▶ [ACTIVITY]
Read the records below and report each line in which "operations" occurs.

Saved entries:

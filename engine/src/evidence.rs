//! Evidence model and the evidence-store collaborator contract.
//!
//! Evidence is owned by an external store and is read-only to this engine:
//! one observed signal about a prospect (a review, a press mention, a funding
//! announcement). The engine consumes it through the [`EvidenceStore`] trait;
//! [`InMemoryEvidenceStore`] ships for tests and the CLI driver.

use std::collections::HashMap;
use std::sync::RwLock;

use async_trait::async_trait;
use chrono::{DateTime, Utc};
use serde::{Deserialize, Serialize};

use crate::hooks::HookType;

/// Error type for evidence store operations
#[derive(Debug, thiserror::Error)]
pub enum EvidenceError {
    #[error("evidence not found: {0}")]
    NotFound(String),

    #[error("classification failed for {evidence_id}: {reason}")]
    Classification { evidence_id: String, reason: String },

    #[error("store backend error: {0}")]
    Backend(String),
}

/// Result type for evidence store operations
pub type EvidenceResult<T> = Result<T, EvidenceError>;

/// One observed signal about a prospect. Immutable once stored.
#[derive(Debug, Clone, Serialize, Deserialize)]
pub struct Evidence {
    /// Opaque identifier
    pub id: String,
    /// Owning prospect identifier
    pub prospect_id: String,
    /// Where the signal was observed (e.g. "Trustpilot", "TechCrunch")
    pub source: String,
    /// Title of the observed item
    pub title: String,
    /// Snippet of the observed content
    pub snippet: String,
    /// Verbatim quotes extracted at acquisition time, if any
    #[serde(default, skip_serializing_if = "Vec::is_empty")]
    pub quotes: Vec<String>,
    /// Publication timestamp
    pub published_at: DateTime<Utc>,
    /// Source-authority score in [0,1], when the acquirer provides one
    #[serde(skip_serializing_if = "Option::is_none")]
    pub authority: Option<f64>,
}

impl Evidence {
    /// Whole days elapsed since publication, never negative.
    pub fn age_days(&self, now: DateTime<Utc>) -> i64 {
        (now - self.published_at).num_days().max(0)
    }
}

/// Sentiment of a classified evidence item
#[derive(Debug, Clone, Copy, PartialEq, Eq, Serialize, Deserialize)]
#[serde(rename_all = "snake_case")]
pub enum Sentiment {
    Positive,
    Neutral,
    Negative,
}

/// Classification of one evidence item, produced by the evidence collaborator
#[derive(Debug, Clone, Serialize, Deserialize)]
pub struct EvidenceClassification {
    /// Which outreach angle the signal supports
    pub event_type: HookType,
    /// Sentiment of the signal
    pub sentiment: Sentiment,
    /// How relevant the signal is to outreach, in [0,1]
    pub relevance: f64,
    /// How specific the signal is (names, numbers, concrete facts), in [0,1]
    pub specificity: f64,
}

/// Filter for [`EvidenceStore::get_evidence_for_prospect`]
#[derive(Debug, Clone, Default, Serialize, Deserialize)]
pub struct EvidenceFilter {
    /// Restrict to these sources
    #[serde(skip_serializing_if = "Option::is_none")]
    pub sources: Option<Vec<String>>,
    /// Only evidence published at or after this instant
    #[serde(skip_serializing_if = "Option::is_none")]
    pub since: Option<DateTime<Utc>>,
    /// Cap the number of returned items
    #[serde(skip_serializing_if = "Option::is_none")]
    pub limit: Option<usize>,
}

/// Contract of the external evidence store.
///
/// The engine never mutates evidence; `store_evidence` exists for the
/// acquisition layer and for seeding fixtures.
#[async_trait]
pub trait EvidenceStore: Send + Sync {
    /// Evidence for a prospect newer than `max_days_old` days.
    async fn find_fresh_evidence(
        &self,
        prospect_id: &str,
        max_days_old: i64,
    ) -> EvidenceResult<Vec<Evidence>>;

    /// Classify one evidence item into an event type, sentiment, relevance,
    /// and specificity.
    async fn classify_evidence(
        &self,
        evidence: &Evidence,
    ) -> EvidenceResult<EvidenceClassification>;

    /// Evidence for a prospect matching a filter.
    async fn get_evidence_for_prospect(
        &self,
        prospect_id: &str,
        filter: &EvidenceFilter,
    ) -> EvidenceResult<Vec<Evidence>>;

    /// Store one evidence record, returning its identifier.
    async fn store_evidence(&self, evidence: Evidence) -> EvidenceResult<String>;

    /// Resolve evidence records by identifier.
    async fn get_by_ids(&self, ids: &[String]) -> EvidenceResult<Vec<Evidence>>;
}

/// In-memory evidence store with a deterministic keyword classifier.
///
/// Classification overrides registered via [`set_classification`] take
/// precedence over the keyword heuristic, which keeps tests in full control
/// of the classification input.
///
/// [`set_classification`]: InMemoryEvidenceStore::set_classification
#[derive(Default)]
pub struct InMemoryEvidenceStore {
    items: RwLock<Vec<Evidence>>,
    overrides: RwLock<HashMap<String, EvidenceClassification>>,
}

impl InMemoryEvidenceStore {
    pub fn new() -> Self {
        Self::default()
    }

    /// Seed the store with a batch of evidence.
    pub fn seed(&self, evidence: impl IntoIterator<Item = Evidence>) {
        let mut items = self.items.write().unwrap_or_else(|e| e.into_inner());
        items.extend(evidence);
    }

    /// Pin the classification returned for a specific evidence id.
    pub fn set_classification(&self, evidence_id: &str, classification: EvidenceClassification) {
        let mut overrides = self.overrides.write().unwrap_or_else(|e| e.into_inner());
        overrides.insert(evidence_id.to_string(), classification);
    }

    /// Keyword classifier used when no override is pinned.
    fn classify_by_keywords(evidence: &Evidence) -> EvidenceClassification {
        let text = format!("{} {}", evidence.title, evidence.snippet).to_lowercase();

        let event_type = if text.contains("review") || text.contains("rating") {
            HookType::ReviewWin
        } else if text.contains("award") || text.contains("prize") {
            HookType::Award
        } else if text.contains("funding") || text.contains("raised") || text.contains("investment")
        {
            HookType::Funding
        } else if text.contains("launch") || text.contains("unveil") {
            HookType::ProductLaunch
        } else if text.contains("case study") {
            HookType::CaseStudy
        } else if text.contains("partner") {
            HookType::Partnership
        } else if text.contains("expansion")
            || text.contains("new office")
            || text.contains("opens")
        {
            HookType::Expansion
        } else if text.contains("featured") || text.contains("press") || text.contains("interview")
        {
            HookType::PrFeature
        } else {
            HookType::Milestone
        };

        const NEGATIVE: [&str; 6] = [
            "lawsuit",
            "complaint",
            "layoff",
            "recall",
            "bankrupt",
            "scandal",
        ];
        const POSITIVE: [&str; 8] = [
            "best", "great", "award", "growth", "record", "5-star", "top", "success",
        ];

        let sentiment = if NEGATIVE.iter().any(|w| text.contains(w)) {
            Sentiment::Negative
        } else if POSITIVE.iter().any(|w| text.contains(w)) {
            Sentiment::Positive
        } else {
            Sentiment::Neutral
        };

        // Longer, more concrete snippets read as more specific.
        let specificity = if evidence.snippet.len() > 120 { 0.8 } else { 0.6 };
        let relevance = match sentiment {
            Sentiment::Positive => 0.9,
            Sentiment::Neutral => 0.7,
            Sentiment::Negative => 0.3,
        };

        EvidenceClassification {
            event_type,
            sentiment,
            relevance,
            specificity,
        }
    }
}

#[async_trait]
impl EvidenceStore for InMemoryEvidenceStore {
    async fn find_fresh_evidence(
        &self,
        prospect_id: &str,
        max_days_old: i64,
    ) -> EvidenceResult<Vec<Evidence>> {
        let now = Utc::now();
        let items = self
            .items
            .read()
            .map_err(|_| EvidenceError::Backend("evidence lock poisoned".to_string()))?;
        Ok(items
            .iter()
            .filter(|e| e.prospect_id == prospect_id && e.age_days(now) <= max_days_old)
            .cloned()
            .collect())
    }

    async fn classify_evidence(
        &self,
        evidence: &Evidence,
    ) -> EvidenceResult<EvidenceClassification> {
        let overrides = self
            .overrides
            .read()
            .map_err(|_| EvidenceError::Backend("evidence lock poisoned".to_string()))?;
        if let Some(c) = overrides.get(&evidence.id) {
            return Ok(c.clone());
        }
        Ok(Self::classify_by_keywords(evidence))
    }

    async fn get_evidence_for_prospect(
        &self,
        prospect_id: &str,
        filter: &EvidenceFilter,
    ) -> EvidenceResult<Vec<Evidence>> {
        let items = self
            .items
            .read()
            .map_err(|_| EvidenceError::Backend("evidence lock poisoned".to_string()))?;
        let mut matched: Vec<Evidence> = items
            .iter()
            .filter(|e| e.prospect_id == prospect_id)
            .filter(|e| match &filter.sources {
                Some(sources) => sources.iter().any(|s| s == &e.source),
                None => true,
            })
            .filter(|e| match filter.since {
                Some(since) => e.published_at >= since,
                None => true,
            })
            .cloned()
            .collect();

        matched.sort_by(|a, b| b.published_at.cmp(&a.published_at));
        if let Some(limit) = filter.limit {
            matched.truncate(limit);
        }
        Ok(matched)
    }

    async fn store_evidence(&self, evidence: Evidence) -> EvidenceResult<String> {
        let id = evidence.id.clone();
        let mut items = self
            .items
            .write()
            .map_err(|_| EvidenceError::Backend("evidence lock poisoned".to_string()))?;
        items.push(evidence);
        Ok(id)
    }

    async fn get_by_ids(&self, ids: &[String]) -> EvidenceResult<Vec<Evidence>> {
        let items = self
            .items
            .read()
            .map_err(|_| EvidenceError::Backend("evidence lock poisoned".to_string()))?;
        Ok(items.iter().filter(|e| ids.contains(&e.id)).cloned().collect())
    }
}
* * *
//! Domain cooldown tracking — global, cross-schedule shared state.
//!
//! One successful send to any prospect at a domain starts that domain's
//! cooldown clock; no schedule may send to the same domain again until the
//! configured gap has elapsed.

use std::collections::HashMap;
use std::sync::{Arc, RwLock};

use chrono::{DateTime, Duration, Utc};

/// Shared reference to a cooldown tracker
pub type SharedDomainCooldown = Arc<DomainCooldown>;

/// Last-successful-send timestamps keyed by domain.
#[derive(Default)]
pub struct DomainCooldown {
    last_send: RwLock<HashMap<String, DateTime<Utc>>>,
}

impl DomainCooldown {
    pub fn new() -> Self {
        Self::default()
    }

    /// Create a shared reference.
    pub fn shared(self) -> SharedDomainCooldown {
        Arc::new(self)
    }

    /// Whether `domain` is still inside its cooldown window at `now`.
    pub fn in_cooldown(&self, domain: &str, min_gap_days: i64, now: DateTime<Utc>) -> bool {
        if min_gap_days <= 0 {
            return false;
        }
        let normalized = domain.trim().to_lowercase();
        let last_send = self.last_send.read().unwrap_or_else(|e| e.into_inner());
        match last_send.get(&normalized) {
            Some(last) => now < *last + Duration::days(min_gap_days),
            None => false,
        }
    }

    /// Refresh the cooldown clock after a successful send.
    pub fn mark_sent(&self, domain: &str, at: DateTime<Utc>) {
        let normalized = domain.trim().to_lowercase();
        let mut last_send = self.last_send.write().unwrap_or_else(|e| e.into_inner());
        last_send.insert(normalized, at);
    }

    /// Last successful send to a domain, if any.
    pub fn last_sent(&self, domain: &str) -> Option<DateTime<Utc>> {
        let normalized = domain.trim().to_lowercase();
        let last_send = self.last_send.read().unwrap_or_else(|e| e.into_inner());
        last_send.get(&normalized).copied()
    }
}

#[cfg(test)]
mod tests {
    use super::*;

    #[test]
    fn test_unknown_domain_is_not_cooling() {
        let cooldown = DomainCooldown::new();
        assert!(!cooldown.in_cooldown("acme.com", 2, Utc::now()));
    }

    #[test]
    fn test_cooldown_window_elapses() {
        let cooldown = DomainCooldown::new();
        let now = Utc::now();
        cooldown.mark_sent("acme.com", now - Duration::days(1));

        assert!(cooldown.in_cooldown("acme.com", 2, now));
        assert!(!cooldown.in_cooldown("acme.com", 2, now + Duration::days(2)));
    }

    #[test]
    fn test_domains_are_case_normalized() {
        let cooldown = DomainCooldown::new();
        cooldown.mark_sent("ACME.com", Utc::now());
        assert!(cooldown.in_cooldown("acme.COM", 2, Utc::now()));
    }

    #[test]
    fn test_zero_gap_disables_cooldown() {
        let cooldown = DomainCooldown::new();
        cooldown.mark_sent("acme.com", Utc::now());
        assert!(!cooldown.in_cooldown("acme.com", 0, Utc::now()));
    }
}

▶ [OUTPUT FOR THIS EXERCISE]
/// Error type for evidence store operations
/// Result type for evidence store operations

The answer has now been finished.